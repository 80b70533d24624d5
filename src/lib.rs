//! objrest: object rest/spread lowering with an ESTree command-line driver.
//!
//! The pass itself lives in [`objrest_transform`]; this crate wires it to
//! ESTree JSON input, JavaScript output and the `objrest` binary.

pub use objrest_ast as ast;
pub use objrest_common as common;
pub use objrest_transform as transform;

#[cfg(feature = "cli")]
pub mod cli;
pub mod tracing_config;
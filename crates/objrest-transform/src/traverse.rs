//! Fixed-point traversal engine.
//!
//! The engine owns a LIFO worklist seeded with the root. Popping a node hands
//! it to the [`Visitor`]:
//!
//! - `Unchanged`: the node's children are pushed (reversed, so they pop in
//!   source order) and traversal continues depth-first, pre-order.
//! - `Rewritten`: the node itself is pushed again, on top of everything the
//!   handler enqueued, so the rewritten shape is revisited before its new
//!   children and before its original siblings.
//!
//! Nodes a handler inserts outside the visited subtree (a sibling statement,
//! a hoisted declaration) must be passed to [`TraversalContext::enqueue`].
//! Nodes that a rewrite detached are skipped when popped. The drain ends when
//! the worklist is empty, i.e. when no handler matches anywhere.

use crate::error::TransformError;
use objrest_ast::{NodeArena, NodeIndex, UniqueNames};
use objrest_common::limits::{DRAIN_VISITS_PER_NODE, MAX_DRAIN_VISITS};
use smallvec::SmallVec;

#[derive(Clone, Copy, Debug, PartialEq, Eq)]
pub enum VisitOutcome {
    Unchanged,
    Rewritten,
}

/// Everything a handler may touch during one visit.
pub struct TraversalContext<'a> {
    pub arena: &'a mut NodeArena,
    pub names: &'a mut UniqueNames,
    root: NodeIndex,
    enqueued: SmallVec<[NodeIndex; 4]>,
}

impl<'a> TraversalContext<'a> {
    pub fn new(arena: &'a mut NodeArena, names: &'a mut UniqueNames, root: NodeIndex) -> Self {
        TraversalContext {
            arena,
            names,
            root,
            enqueued: SmallVec::new(),
        }
    }

    pub fn root(&self) -> NodeIndex {
        self.root
    }

    /// Schedule `idx` for a visit after the current one.
    pub fn enqueue(&mut self, idx: NodeIndex) {
        if idx.is_some() {
            self.enqueued.push(idx);
        }
    }

    /// Fresh binding name, unique across the compilation unit.
    pub fn fresh_name(&mut self, hint: &str) -> String {
        self.names.generate(hint)
    }

    pub fn take_enqueued(&mut self) -> SmallVec<[NodeIndex; 4]> {
        std::mem::take(&mut self.enqueued)
    }
}

pub trait Visitor {
    fn visit(
        &mut self,
        cx: &mut TraversalContext<'_>,
        idx: NodeIndex,
    ) -> Result<VisitOutcome, TransformError>;
}

#[derive(Clone, Copy, Debug, Default, PartialEq, Eq)]
pub struct TraversalStats {
    /// Nodes handed to the visitor.
    pub visits: usize,
    /// Visits that returned `Rewritten`.
    pub rewrites: usize,
    /// Worklist entries dropped because they were no longer attached.
    pub skipped: usize,
}

/// Visit budget for an arena of `node_count` nodes. Rewrites grow the arena,
/// so the budget is re-read on every pop.
pub fn visit_limit(node_count: usize) -> usize {
    MAX_DRAIN_VISITS.max(node_count.saturating_mul(DRAIN_VISITS_PER_NODE))
}

/// Drive `visitor` over the tree under `root` until no handler matches.
pub fn drain<V: Visitor + ?Sized>(
    arena: &mut NodeArena,
    names: &mut UniqueNames,
    root: NodeIndex,
    visitor: &mut V,
) -> Result<TraversalStats, TransformError> {
    let mut stats = TraversalStats::default();
    let mut worklist: Vec<NodeIndex> = vec![root];

    while let Some(idx) = worklist.pop() {
        if !arena.is_attached(idx, root) {
            stats.skipped += 1;
            continue;
        }
        stats.visits += 1;
        if stats.visits > visit_limit(arena.len()) {
            return Err(TransformError::DidNotConverge {
                visits: stats.visits,
            });
        }

        let mut cx = TraversalContext::new(arena, names, root);
        let outcome = visitor.visit(&mut cx, idx)?;
        let enqueued = cx.take_enqueued();

        // Enqueued nodes pop in the order they were scheduled.
        worklist.extend(enqueued.iter().rev().copied());
        match outcome {
            VisitOutcome::Rewritten => {
                stats.rewrites += 1;
                tracing::trace!("[traverse] rewrote {idx}, revisiting");
                worklist.push(idx);
            }
            VisitOutcome::Unchanged => {
                if let Some(node) = arena.get(idx) {
                    worklist.extend(node.children().into_iter().rev());
                }
            }
        }
    }

    tracing::debug!(
        "[traverse] drained: {} visits, {} rewrites, {} skipped",
        stats.visits,
        stats.rewrites,
        stats.skipped
    );
    Ok(stats)
}
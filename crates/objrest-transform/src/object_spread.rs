//! Object spread lowering.
//!
//! `{ a: 1, ...b, c: 2 }` becomes `_extends({ a: 1 }, b, { c: 2 })`, or
//! `Object.assign(...)` with `useBuiltIns`. A literal that starts with a
//! spread gets a fresh `{}` target so the merge never mutates a spread source:
//!
//! - `{ ...a }` → `_extends({}, a)`
//! - `{ ...a, b: 1, ...c }` → `_extends({}, a, { b: 1 }, c)`

use crate::helpers::{Helper, HelperProvider};
use crate::traverse::{TraversalContext, VisitOutcome};
use objrest_ast::{Node, NodeArena, NodeIndex};
use smallvec::SmallVec;

/// One argument of the merge call.
#[derive(Clone, Debug, PartialEq, Eq)]
pub enum Chunk {
    /// A maximal run of plain properties, in source order.
    Properties(SmallVec<[NodeIndex; 4]>),
    /// The argument of a single spread element.
    Spread(NodeIndex),
}

pub fn has_spread(arena: &NodeArena, properties: &[NodeIndex]) -> bool {
    properties
        .iter()
        .any(|&prop| matches!(arena.get(prop), Some(Node::SpreadElement { .. })))
}

/// Split object literal entries around spread boundaries.
///
/// Flattening the result yields the original entries in their original
/// order; no `Properties` chunk is empty.
pub fn partition(arena: &NodeArena, properties: &[NodeIndex]) -> Vec<Chunk> {
    let mut chunks = Vec::new();
    let mut pending: SmallVec<[NodeIndex; 4]> = SmallVec::new();

    for &prop in properties {
        match arena.get(prop) {
            Some(Node::SpreadElement { argument }) => {
                if !pending.is_empty() {
                    chunks.push(Chunk::Properties(std::mem::take(&mut pending)));
                }
                chunks.push(Chunk::Spread(*argument));
            }
            _ => pending.push(prop),
        }
    }
    if !pending.is_empty() {
        chunks.push(Chunk::Properties(pending));
    }
    chunks
}

/// Rewrite the object literal at `idx` into a merge call, in place.
pub fn lower_object_spread<H: HelperProvider + ?Sized>(
    cx: &mut TraversalContext<'_>,
    idx: NodeIndex,
    use_built_ins: bool,
    helpers: &mut H,
) -> VisitOutcome {
    let Some(Node::ObjectExpression { properties }) = cx.arena.get(idx) else {
        return VisitOutcome::Unchanged;
    };
    if !has_spread(cx.arena, properties) {
        return VisitOutcome::Unchanged;
    }
    let chunks = partition(cx.arena, properties);
    if let [Chunk::Properties(_)] = chunks.as_slice() {
        return VisitOutcome::Unchanged;
    }

    let mut arguments = Vec::with_capacity(chunks.len() + 1);
    if !matches!(chunks.first(), Some(Chunk::Properties(_))) {
        arguments.push(cx.arena.object(Vec::new()));
    }
    for chunk in chunks {
        let argument = match chunk {
            Chunk::Properties(props) => cx.arena.object(props.into_vec()),
            Chunk::Spread(argument) => argument,
        };
        arguments.push(argument);
    }

    let callee = if use_built_ins {
        let object = cx.arena.ident("Object");
        cx.arena.member(object, "assign")
    } else {
        helpers.request_helper(cx.arena, cx.names, Helper::Extends)
    };

    tracing::debug!(
        "[object-spread] {idx}: merging {} arguments (use_built_ins={use_built_ins})",
        arguments.len()
    );
    cx.arena
        .replace(idx, Node::CallExpression { callee, arguments });
    VisitOutcome::Rewritten
}
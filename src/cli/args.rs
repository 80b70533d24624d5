use clap::Parser;
use std::path::PathBuf;

/// CLI arguments for the objrest binary.
#[derive(Parser, Debug)]
#[command(
    name = "objrest",
    version,
    about = "Lower object rest/spread in an ESTree program to ES2015 JavaScript"
)]
pub struct CliArgs {
    /// ESTree JSON of the program to transform (`-` reads stdin).
    #[arg(value_name = "INPUT")]
    pub input: PathBuf,

    /// JSON file with plugin options, e.g. `{ "useBuiltIns": true }`.
    #[arg(long, value_name = "FILE")]
    pub options: Option<PathBuf>,

    /// Merge with `Object.assign` instead of the `_extends` helper.
    /// Overrides `useBuiltIns` from `--options`.
    #[arg(long = "use-built-ins", alias = "useBuiltIns")]
    pub use_built_ins: bool,

    /// Do not prepend runtime helper declarations to the output.
    #[arg(long = "no-helpers")]
    pub no_helpers: bool,

    /// Write the output here instead of stdout.
    #[arg(short = 'o', long = "out", value_name = "FILE")]
    pub out: Option<PathBuf>,
}

impl CliArgs {
    pub fn reads_stdin(&self) -> bool {
        self.input.as_os_str() == "-"
    }
}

> [WHAT YOU ARE ASKED TO DO]: Report each line of the material in which the string "SmallVec" occurs.

> [RESPONSE TO THE EXERCISE]:
use smallvec::SmallVec;
    enqueued: SmallVec<[NodeIndex; 4]>,
            enqueued: SmallVec::new(),
    pub fn take_enqueued(&mut self) -> SmallVec<[NodeIndex; 4]> {
use smallvec::SmallVec;
    Properties(SmallVec<[NodeIndex; 4]>),
    let mut pending: SmallVec<[NodeIndex; 4]> = SmallVec::new();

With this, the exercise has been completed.